What is being asked: Which lines in the data below contain the word "GraphqlClient"? Copy each of them.

Data records
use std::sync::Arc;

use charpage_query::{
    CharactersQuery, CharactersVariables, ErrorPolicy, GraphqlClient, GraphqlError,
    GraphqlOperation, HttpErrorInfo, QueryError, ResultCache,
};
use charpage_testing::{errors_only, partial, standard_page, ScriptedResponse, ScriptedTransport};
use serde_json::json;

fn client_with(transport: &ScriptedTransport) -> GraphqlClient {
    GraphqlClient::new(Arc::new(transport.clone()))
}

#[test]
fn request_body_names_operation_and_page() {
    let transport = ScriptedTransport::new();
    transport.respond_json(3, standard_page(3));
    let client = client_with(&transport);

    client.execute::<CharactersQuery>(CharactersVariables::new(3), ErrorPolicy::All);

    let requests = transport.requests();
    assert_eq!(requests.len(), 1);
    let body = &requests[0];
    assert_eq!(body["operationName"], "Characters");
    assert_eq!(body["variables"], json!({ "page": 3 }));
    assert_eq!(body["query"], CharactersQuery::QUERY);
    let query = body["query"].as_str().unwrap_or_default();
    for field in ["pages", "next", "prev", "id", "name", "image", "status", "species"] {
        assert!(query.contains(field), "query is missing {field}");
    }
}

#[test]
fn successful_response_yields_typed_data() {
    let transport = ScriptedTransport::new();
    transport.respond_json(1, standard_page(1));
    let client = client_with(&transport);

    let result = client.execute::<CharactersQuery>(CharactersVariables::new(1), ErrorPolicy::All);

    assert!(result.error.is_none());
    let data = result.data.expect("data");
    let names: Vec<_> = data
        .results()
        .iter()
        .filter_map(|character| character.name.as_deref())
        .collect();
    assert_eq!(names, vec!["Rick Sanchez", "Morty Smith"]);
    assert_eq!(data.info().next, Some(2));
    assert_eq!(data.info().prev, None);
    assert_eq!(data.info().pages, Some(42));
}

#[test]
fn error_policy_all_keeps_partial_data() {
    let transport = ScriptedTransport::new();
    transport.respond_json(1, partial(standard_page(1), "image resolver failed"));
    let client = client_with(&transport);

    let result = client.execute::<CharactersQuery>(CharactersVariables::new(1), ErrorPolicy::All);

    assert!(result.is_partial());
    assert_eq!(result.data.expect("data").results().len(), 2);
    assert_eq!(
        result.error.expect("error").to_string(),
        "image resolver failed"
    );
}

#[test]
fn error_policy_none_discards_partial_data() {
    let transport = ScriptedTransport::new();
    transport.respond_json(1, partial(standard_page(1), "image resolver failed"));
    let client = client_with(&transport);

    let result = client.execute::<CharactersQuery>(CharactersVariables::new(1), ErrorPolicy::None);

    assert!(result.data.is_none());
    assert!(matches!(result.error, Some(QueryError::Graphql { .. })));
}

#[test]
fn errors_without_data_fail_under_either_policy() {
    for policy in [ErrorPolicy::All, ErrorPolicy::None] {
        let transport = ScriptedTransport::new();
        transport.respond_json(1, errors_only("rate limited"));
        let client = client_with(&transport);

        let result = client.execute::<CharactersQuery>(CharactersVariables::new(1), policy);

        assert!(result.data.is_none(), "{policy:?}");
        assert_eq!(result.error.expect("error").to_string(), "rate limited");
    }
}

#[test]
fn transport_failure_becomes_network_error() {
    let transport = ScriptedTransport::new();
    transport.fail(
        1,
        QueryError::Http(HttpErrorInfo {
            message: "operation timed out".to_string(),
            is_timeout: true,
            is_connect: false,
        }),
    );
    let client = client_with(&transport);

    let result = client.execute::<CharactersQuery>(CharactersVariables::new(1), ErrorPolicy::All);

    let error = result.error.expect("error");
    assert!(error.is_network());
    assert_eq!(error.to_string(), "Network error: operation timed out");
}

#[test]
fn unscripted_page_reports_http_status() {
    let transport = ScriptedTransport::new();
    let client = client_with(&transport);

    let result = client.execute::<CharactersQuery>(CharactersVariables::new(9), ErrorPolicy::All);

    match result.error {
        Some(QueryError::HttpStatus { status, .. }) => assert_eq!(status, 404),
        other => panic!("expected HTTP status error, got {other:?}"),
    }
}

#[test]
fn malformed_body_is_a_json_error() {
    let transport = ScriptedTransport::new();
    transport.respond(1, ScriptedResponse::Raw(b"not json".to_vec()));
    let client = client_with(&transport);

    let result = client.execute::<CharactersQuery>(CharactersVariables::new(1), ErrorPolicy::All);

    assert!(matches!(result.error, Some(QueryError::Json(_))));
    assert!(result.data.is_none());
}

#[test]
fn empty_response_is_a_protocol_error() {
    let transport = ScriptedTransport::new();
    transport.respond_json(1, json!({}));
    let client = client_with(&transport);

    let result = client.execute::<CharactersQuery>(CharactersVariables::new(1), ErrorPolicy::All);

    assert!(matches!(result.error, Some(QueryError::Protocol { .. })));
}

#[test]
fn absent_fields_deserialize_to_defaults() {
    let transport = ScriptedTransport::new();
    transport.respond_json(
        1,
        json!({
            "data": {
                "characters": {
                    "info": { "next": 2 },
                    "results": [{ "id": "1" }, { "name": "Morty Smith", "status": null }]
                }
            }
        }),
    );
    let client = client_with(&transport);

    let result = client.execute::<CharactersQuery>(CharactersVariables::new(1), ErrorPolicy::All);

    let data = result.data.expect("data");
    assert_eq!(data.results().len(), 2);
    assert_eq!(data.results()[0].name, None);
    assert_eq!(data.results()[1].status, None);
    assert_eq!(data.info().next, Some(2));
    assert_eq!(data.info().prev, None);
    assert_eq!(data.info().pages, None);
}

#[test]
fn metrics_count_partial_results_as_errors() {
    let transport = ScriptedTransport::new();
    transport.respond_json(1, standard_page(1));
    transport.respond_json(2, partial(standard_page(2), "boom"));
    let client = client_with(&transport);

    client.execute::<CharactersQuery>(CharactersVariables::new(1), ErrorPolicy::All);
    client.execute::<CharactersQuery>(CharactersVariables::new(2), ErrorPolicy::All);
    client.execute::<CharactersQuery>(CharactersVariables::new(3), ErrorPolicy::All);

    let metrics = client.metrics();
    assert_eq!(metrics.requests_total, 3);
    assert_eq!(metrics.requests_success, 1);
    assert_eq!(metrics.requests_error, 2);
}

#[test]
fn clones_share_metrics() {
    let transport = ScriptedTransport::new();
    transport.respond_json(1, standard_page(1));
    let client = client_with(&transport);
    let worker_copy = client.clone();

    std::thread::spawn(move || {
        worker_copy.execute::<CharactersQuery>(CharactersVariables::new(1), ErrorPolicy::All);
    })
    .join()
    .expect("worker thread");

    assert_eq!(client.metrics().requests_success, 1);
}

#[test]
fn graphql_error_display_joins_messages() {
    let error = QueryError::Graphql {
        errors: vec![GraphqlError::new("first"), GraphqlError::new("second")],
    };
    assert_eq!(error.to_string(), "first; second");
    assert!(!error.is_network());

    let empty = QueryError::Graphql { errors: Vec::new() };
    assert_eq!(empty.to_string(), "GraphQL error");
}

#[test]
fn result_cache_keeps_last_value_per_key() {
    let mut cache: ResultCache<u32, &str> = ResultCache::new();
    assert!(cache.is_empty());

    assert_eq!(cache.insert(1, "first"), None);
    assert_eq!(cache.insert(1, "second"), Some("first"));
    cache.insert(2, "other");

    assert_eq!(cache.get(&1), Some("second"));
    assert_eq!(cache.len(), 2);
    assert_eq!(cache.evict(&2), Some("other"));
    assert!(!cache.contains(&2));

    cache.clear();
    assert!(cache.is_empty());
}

Answer space:
    CharactersQuery, CharactersVariables, ErrorPolicy, GraphqlClient, GraphqlError,
fn client_with(transport: &ScriptedTransport) -> GraphqlClient {
    GraphqlClient::new(Arc::new(transport.clone()))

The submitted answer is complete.